Assigned task.
Pull each line holding "warn" out of the entries below.

Listed entries.
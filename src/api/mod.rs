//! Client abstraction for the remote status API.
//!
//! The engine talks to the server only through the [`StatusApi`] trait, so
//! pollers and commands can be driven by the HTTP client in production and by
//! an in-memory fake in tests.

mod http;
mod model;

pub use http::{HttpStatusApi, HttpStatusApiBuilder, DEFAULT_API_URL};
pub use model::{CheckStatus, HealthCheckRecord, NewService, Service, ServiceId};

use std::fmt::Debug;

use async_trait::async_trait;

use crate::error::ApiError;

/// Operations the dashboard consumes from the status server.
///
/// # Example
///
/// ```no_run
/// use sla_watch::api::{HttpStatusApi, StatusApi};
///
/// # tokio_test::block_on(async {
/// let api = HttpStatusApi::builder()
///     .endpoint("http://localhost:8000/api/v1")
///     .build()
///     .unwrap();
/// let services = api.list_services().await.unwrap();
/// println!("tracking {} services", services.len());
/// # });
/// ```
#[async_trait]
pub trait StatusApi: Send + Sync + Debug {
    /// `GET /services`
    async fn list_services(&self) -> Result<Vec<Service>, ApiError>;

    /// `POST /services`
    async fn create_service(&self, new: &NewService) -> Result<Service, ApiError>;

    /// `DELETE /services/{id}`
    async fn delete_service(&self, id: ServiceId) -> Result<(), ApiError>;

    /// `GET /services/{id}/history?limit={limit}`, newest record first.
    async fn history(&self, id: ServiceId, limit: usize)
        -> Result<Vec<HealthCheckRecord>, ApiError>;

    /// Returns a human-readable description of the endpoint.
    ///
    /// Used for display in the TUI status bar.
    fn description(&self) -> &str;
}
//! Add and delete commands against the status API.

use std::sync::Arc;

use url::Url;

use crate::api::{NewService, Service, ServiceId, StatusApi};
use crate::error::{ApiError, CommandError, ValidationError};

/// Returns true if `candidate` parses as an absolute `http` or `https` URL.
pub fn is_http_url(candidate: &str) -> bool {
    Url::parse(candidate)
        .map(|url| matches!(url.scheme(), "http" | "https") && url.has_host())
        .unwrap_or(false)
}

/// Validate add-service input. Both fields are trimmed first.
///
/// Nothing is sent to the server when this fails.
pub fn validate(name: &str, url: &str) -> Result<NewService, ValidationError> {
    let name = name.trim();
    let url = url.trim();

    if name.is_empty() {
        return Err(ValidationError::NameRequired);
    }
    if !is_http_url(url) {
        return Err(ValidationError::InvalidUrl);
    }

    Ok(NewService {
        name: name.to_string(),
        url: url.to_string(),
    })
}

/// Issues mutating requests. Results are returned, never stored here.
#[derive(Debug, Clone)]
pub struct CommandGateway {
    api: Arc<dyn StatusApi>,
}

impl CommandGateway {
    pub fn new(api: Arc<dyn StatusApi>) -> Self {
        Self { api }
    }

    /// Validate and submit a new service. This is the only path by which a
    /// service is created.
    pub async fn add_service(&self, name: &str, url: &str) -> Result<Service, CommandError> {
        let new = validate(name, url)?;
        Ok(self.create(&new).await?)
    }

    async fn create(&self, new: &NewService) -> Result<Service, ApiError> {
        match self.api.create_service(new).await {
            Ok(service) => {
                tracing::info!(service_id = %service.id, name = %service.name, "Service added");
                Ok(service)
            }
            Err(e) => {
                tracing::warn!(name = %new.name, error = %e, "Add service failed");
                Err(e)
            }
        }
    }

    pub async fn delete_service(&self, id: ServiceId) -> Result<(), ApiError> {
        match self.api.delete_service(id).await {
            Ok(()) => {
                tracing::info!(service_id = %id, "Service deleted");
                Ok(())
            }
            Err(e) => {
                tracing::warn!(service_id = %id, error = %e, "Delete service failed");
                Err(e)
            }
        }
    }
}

Task solution.
                tracing::warn!(name = %new.name, error = %e, "Add service failed");
                tracing::warn!(service_id = %id, error = %e, "Delete service failed");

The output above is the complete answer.